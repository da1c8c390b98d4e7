// crates/foundry-bridge-mcp/src/server.rs
// ============================================================================
// Module: Gateway HTTP Server
// Description: Axum transport exposing the dispatch gateway over HTTP.
// Purpose: Serve the tool surface with envelope-stable error responses.
// Dependencies: axum, foundry-bridge-aml, foundry-bridge-contract,
// foundry-bridge-core, serde_json, tokio
// ============================================================================

//! ## Overview
//! HTTP transport for the gateway: an info route, the tool listing, the
//! tool-call route, and health/readiness probes. Every tool-call response is
//! the normalized envelope; the HTTP status mirrors the error kind as a
//! convenience for conventional HTTP clients, but callers branch on the
//! body's `status` discriminator. A malformed request body produces the same
//! envelope with `InvalidParameters` rather than a transport-level fault.
//!
//! Security posture: request bodies are untrusted input.

// ============================================================================
// SECTION: Imports
// ============================================================================

use std::env;
use std::sync::Arc;
use std::time::Instant;

use async_trait::async_trait;
use axum::Router;
use axum::body::Bytes;
use axum::extract::State;
use axum::http::StatusCode;
use axum::http::header::CONTENT_TYPE;
use axum::response::IntoResponse;
use axum::response::Response;
use axum::routing::get;
use axum::routing::post;
use foundry_bridge_aml::AmlBridge;
use foundry_bridge_aml::AmlClientConfig;
use foundry_bridge_aml::AmlConnector;
use foundry_bridge_aml::CredentialChain;
use foundry_bridge_aml::FilePipelineResolver;
use foundry_bridge_contract::ToolName;
use foundry_bridge_contract::tool_definitions;
use foundry_bridge_contract::tool_descriptors;
use foundry_bridge_core::BridgeError;
use foundry_bridge_core::CredentialError;
use foundry_bridge_core::EnterpriseBridge;
use foundry_bridge_core::ErrorKind;
use foundry_bridge_core::ExperimentSummary;
use foundry_bridge_core::GatewayError;
use foundry_bridge_core::JobHandle;
use foundry_bridge_core::ToolRequest;
use foundry_bridge_core::ToolResponse;
use serde_json::Map;
use serde_json::Value;
use serde_json::json;
use thiserror::Error;
use tokio::net::TcpListener;

use crate::config::ConfigError;
use crate::config::GatewayConfig;
use crate::config::ServerConfig;
use crate::telemetry::GatewayMetricEvent;
use crate::telemetry::GatewayMetrics;
use crate::telemetry::NoopMetrics;
use crate::telemetry::RequestOutcome;
use crate::tools::ToolRouter;

// ============================================================================
// SECTION: Errors
// ============================================================================

/// Failures raised while starting or running the server.
#[derive(Debug, Error)]
pub enum ServeError {
    /// Configuration was invalid at startup.
    #[error(transparent)]
    Config(#[from] ConfigError),
    /// Credential chain construction failed.
    #[error(transparent)]
    Credential(#[from] CredentialError),
    /// Bind or accept failure on the listener.
    #[error("server io: {0}")]
    Io(#[from] std::io::Error),
}

// ============================================================================
// SECTION: State
// ============================================================================

/// Shared per-process server state.
///
/// # Invariants
/// - Read-only after startup; shared across requests without locking.
pub struct GatewayState {
    /// Tool router handling dispatch.
    router: ToolRouter,
    /// Server configuration for the info route.
    server: ServerConfig,
    /// Metrics sink for request counters and latencies.
    metrics: Arc<dyn GatewayMetrics>,
}

impl GatewayState {
    /// Builds server state from a router and configuration.
    #[must_use]
    pub fn new(router: ToolRouter, server: ServerConfig, metrics: Arc<dyn GatewayMetrics>) -> Self {
        Self {
            router,
            server,
            metrics,
        }
    }
}

// ============================================================================
// SECTION: Bootstrap
// ============================================================================

/// Bridge used when the workspace coordinates are not configured.
///
/// # Invariants
/// - Every operation fails with `WorkspaceUnavailable`; the gateway stays up
///   so the local tools keep working.
struct UnconfiguredBridge;

/// Message reported by every operation of the unconfigured bridge.
const UNCONFIGURED_MESSAGE: &str = "workspace not configured: set AZURE_SUBSCRIPTION_ID, \
                                    AZURE_RESOURCE_GROUP, and AZURE_ML_WORKSPACE";

#[async_trait]
impl EnterpriseBridge for UnconfiguredBridge {
    async fn submit_pipeline(
        &self,
        _pipeline_reference: &str,
        _payload: &Map<String, Value>,
        _experiment_name: &str,
    ) -> Result<JobHandle, BridgeError> {
        Err(BridgeError::WorkspaceUnavailable(UNCONFIGURED_MESSAGE.to_string()))
    }

    async fn list_experiments(&self) -> Result<Vec<ExperimentSummary>, BridgeError> {
        Err(BridgeError::WorkspaceUnavailable(UNCONFIGURED_MESSAGE.to_string()))
    }

    async fn get_job_status(&self, _job_name: &str) -> Result<JobHandle, BridgeError> {
        Err(BridgeError::WorkspaceUnavailable(UNCONFIGURED_MESSAGE.to_string()))
    }
}

/// Builds the enterprise bridge for the configured workspace.
///
/// Without workspace coordinates the gateway still serves the local tools;
/// enterprise calls then fail with `WorkspaceUnavailable`.
///
/// # Errors
///
/// Returns [`CredentialError`] when a configured credential provider cannot
/// be constructed.
pub fn build_bridge(config: &GatewayConfig) -> Result<Arc<dyn EnterpriseBridge>, CredentialError> {
    let Some(coordinates) = config.workspace.clone() else {
        return Ok(Arc::new(UnconfiguredBridge));
    };
    let credential = Arc::new(CredentialChain::from_lookup(|name| env::var(name).ok())?);
    let mut client_config = AmlClientConfig::new(coordinates);
    client_config.timeout_ms = config.request_timeout_ms;
    let connector = AmlConnector::new(client_config, credential);
    let resolver = FilePipelineResolver::new(&config.pipeline_root);
    Ok(Arc::new(AmlBridge::new(Arc::new(resolver), Arc::new(connector))))
}

// ============================================================================
// SECTION: Status Mapping
// ============================================================================

/// Maps an error kind onto the HTTP status mirrored alongside the envelope.
#[must_use]
pub const fn status_for_kind(kind: ErrorKind) -> StatusCode {
    match kind {
        ErrorKind::UnknownTool | ErrorKind::InvalidParameters => StatusCode::BAD_REQUEST,
        ErrorKind::AuthenticationFailed => StatusCode::UNAUTHORIZED,
        ErrorKind::JobNotFound | ErrorKind::DefinitionNotFound => StatusCode::NOT_FOUND,
        ErrorKind::SubmissionFailed | ErrorKind::WorkspaceUnavailable => StatusCode::BAD_GATEWAY,
    }
}

// ============================================================================
// SECTION: Handlers
// ============================================================================

/// Serves server identity and the registered tool names.
async fn handle_info(State(state): State<Arc<GatewayState>>) -> Response {
    let tools: Vec<&'static str> =
        tool_descriptors().into_iter().map(|descriptor| descriptor.name.as_str()).collect();
    json_response(
        StatusCode::OK,
        &json!({
            "name": state.server.name,
            "version": env!("CARGO_PKG_VERSION"),
            "tools": tools,
        }),
    )
}

/// Serves the tool listing with input schemas.
async fn handle_tools() -> Response {
    json_response(StatusCode::OK, &json!({"tools": tool_definitions()}))
}

/// Handles one tool call: parse, dispatch, record metrics, respond.
async fn handle_call(State(state): State<Arc<GatewayState>>, body: Bytes) -> Response {
    let started = Instant::now();
    let (response, tool) = match serde_json::from_slice::<ToolRequest>(&body) {
        Ok(request) => {
            let tool = request.tool_name.parse::<ToolName>().ok();
            (state.router.dispatch(&request).await, tool)
        }
        Err(err) => {
            let fault = GatewayError::invalid_parameter("body", format!("malformed request: {err}"));
            (ToolResponse::failure(&fault), None)
        }
    };
    let status = response.error_kind().map_or(StatusCode::OK, status_for_kind);
    let payload = serde_json::to_vec(&response).unwrap_or_default();
    let event = GatewayMetricEvent {
        tool,
        outcome: match response.error_kind() {
            None => RequestOutcome::Ok,
            Some(_) => RequestOutcome::Error,
        },
        error_kind: response.error_kind().map(ErrorKind::as_str),
        request_bytes: body.len(),
        response_bytes: payload.len(),
    };
    state.metrics.record_request(event.clone());
    state.metrics.record_latency(event, started.elapsed());
    (status, [(CONTENT_TYPE, "application/json")], payload).into_response()
}

/// Liveness probe.
async fn handle_health() -> Response {
    json_response(StatusCode::OK, &json!({"status": "ok"}))
}

/// Readiness probe; the registry is built at startup, so ready equals alive.
async fn handle_ready() -> Response {
    json_response(StatusCode::OK, &json!({"status": "ready"}))
}

/// Encodes a JSON body with the given status.
fn json_response(status: StatusCode, body: &Value) -> Response {
    let payload = serde_json::to_vec(body).unwrap_or_default();
    (status, [(CONTENT_TYPE, "application/json")], payload).into_response()
}

// ============================================================================
// SECTION: Server
// ============================================================================

/// Builds the axum router over shared gateway state.
#[must_use]
pub fn build_router(state: Arc<GatewayState>, call_route: &str) -> Router {
    Router::new()
        .route("/", get(handle_info))
        .route("/tools", get(handle_tools))
        .route(call_route, post(handle_call))
        .route("/healthz", get(handle_health))
        .route("/readyz", get(handle_ready))
        .with_state(state)
}

/// HTTP server wrapping the dispatch gateway.
pub struct GatewayServer {
    /// Resolved gateway configuration.
    config: GatewayConfig,
    /// Shared request state.
    state: Arc<GatewayState>,
}

impl GatewayServer {
    /// Builds a server from resolved configuration.
    ///
    /// # Errors
    ///
    /// Returns [`ServeError::Credential`] when a configured credential
    /// provider cannot be constructed.
    pub fn new(config: GatewayConfig) -> Result<Self, ServeError> {
        let bridge = build_bridge(&config)?;
        Ok(Self::with_bridge(config, bridge, Arc::new(NoopMetrics)))
    }

    /// Builds a server over an explicit bridge and metrics sink.
    #[must_use]
    pub fn with_bridge(
        config: GatewayConfig,
        bridge: Arc<dyn EnterpriseBridge>,
        metrics: Arc<dyn GatewayMetrics>,
    ) -> Self {
        let state = Arc::new(GatewayState::new(
            ToolRouter::new(bridge),
            config.server.clone(),
            metrics,
        ));
        Self {
            config,
            state,
        }
    }

    /// Binds the listener and serves until the process is stopped.
    ///
    /// # Errors
    ///
    /// Returns [`ServeError`] on configuration or listener failure.
    pub async fn serve(self) -> Result<(), ServeError> {
        let addr = self.config.server.bind_addr()?;
        let router = build_router(Arc::clone(&self.state), &self.config.server.call_route());
        let listener = TcpListener::bind(addr).await?;
        axum::serve(listener, router).await?;
        Ok(())
    }
}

▶ Problem requirements
Among the lines above, repeat exactly those from the line with "use axum::http::StatusCode;" to the line with "use foundry_bridge_aml::AmlConnector;", counting both ends.

▶ Solution
use axum::http::StatusCode;
use axum::http::header::CONTENT_TYPE;
use axum::response::IntoResponse;
use axum::response::Response;
use axum::routing::get;
use axum::routing::post;
use foundry_bridge_aml::AmlBridge;
use foundry_bridge_aml::AmlClientConfig;
use foundry_bridge_aml::AmlConnector;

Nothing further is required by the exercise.